I stumbled upon the same problem and it is not super easy to get what you want because of the compressed format. I think the simplest is to work at the level of the vectors `I,J,K` given by `findnz`.

yeah, I don’t know, what I tried was:

``````function getsubmat(sparr, subinds)
sparr_sub = spzeros(length(subinds), length(subinds))
lookup = Dict(subinds .=> 1:length(subinds))

rows = rowvals(sparr)
vals = nonzeros(sparr)

for j=1:size(sparr_sub)
for i in nzrange(sparr, subinds[j])
row = rows[i]
val = vals[i]
if row in subinds
sparr_sub[lookup[row], j] = val
end
end
end
sparr_sub
end

const sparr_sub_copy2 = getsubmat(sparr, subinds)
sparr_sub_copy == sparr_sub_copy2 # is 'true' as a check

@btime getsubmat(sparr, subinds) # 52.227 ms (36 allocations: 120.47 KiB)
``````

This makes use of the sparse matrix iteration scheme using `rowvals()` and `nonzeros()`. It allocates less memory compared to the slicing version, but is terribly slow.

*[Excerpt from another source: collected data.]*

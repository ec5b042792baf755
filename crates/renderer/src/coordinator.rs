use std::sync::Arc;

use pageloader::{PageImageLoader, ReadyCallback};

use crate::types::{
    DrawCommand, EngineDirective, FlipDirection, FlipState, FrameEnded, TickRequest,
    ViewSnapshot,
};

/// Coordination-thread owner of the view state. It is the only writer of the
/// page index and draw command; the render thread sees copies of them in each
/// [`TickRequest`].
pub struct Coordinator {
    page_index: usize,
    command: DrawCommand,
    max_pages: usize,
    gesture: Option<FlipDirection>,
    /// The front page has been parked in SECOND for a backward drag that has
    /// not started yet.
    primed: bool,
    directives: Vec<EngineDirective>,
    loader: Arc<dyn PageImageLoader>,
    on_ready: ReadyCallback,
}

impl Coordinator {
    pub fn new(
        max_pages: usize,
        start_page: usize,
        loader: Arc<dyn PageImageLoader>,
        on_ready: ReadyCallback,
    ) -> Self {
        let max_pages = max_pages.max(1);
        Self {
            page_index: start_page.min(max_pages - 1),
            command: DrawCommand::FullPage,
            max_pages,
            gesture: None,
            primed: false,
            directives: Vec::new(),
            loader,
            on_ready,
        }
    }

    pub fn page_index(&self) -> usize {
        self.page_index
    }

    pub fn command(&self) -> DrawCommand {
        self.command
    }

    pub fn max_pages(&self) -> usize {
        self.max_pages
    }

    pub fn snapshot(&self) -> ViewSnapshot {
        ViewSnapshot {
            page_index: self.page_index,
            command: self.command,
        }
    }

    /// Snapshot plus every directive queued since the previous tick.
    ///
    /// A priming no gesture picked up is undone before a static frame, so
    /// SECOND never keeps a copy of the front page.
    pub fn take_tick(&mut self) -> TickRequest {
        if self.primed && self.gesture.is_none() && self.command == DrawCommand::FullPage {
            tracing::trace!(page = self.page_index, "unused backward priming undone");
            self.directives.push(EngineDirective::PromoteSecondToFirst);
            self.primed = false;
        }
        TickRequest {
            view: self.snapshot(),
            directives: std::mem::take(&mut self.directives),
        }
    }

    /// Asks the loader for the pages around the current index.
    pub fn prefetch(&self) {
        self.loader
            .prefetch_around(self.page_index, Arc::clone(&self.on_ready));
    }

    pub fn can_flip_forward(&self) -> bool {
        self.page_index + 1 < self.max_pages
    }

    /// Reports whether a backward flip is allowed and, when it is, queues the
    /// move of the front page into SECOND so the flip can reveal it. The move
    /// is queued at most once before a gesture and never while one runs.
    pub fn can_flip_backward(&mut self) -> bool {
        if self.page_index == 0 {
            return false;
        }
        if !self.primed && self.gesture.is_none() && self.command == DrawCommand::FullPage {
            self.directives.push(EngineDirective::MoveFirstToSecond);
            self.primed = true;
        }
        true
    }

    /// Feeds a drag position. The first call of a gesture checks the page
    /// bounds; later calls keep the direction the gesture started with.
    /// Returns whether a tick should be issued.
    pub fn drag(&mut self, direction: FlipDirection, progress: f32) -> bool {
        let direction = match self.gesture {
            Some(started) => started,
            None => {
                if self.command == DrawCommand::AnimatingFrame {
                    tracing::trace!("drag ignored while a flip animates");
                    return false;
                }
                let allowed = match direction {
                    FlipDirection::Forward => self.can_flip_forward(),
                    FlipDirection::Backward => self.can_flip_backward(),
                };
                if !allowed {
                    tracing::debug!(?direction, page = self.page_index, "flip blocked at document edge");
                    return false;
                }
                if std::mem::take(&mut self.primed) && direction == FlipDirection::Forward {
                    self.directives.push(EngineDirective::PromoteSecondToFirst);
                }
                self.gesture = Some(direction);
                direction
            }
        };
        self.directives.push(EngineDirective::Drag {
            direction,
            progress,
        });
        self.command = DrawCommand::MovingFrame;
        true
    }

    /// Ends the current gesture; `commit` completes the flip, otherwise the
    /// page falls back.
    pub fn release(&mut self, commit: bool) -> bool {
        if self.gesture.take().is_none() {
            return false;
        }
        self.directives.push(EngineDirective::Release { commit });
        self.command = DrawCommand::AnimatingFrame;
        true
    }

    /// A drag and an immediate committed release.
    pub fn fling(&mut self, direction: FlipDirection) -> bool {
        self.drag(direction, 0.0) && self.release(true)
    }

    /// Consumes a frame completion and returns whether another tick is
    /// needed. Only animation frames advance the view state.
    pub fn on_ended_drawing(&mut self, ended: &FrameEnded) -> bool {
        match ended.command {
            DrawCommand::FullPage | DrawCommand::MovingFrame => false,
            DrawCommand::AnimatingFrame => {
                if ended.status.animating {
                    self.command = DrawCommand::AnimatingFrame;
                    return true;
                }
                match ended.status.flip_state {
                    FlipState::EndWithBackward => {
                        self.page_index = self.page_index.saturating_sub(1);
                    }
                    FlipState::EndWithForward => {
                        self.directives.push(EngineDirective::PromoteSecondToFirst);
                        self.page_index = (self.page_index + 1).min(self.max_pages - 1);
                    }
                    FlipState::EndWithRestore
                    | FlipState::Idle
                    | FlipState::ForwardFlip
                    | FlipState::BackwardFlip => {}
                }
                tracing::debug!(
                    page = self.page_index,
                    state = ?ended.status.flip_state,
                    "flip settled"
                );
                self.prefetch();
                self.command = DrawCommand::FullPage;
                true
            }
        }
    }
}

All quite unsatisfactory. It seems to me that there must be a better way to “just” read out a submatrix in a below milli seconds range, but I cannot see it at the moment…

Could you elaborate on this a bit more?

You loop over I,J to find if the indices are in your subindices. You get new Isub, Jsub and Ksub and give this to `sparse`

Something like this? I just sketched the code; the `for` loop is fast (`~100 ns`), however the `if`’s make it extremely slow.

``````const I, J, K = findnz(sparr)

function getsubmat(I, J, K, subinds)
Isub = Int[]
Jsub = Int[]
Ksub = Float64[]

for (i, j, k) in zip(I, J, K)
if j ∈ subinds && i ∈ subinds
# do stuff
end
end
# sparse(Isub, Jsub, Ksub)
end

@btime getsubmat(I, J, K, subinds) # 53.698 s (3 allocations: 240 bytes)
``````

you should propably loop over subinds instead and take advantage of I being ordered

I think I don’t see what you mean… This is then basically what I tried above already, isn’t it?

This is a loop over subinds to get the columns of `sparr`

1 Like

To extend my previous answer a bit, another version would be

``````function getsubmat(sparr, subinds)
Isub = Int[]
Jsub = Int[]
Ksub = Float64[]

lookup = Dict(subinds .=> 1:length(subinds))

rows = rowvals(sparr)
vals = nonzeros(sparr)

for j=1:length(subinds)
for i in nzrange(sparr, subinds[j])
row = rows[i]
val = vals[i]

if row in subinds
push!(Isub, lookup[row])
push!(Jsub, j)
push!(Ksub, val)
end
end
end
sparse(Isub, Jsub, Ksub)
end

@btime getsubmat(sparr, subinds) # 55.237 ms (54 allocations: 141.97 KiB)
``````

which has again quite similar (terrible) performance.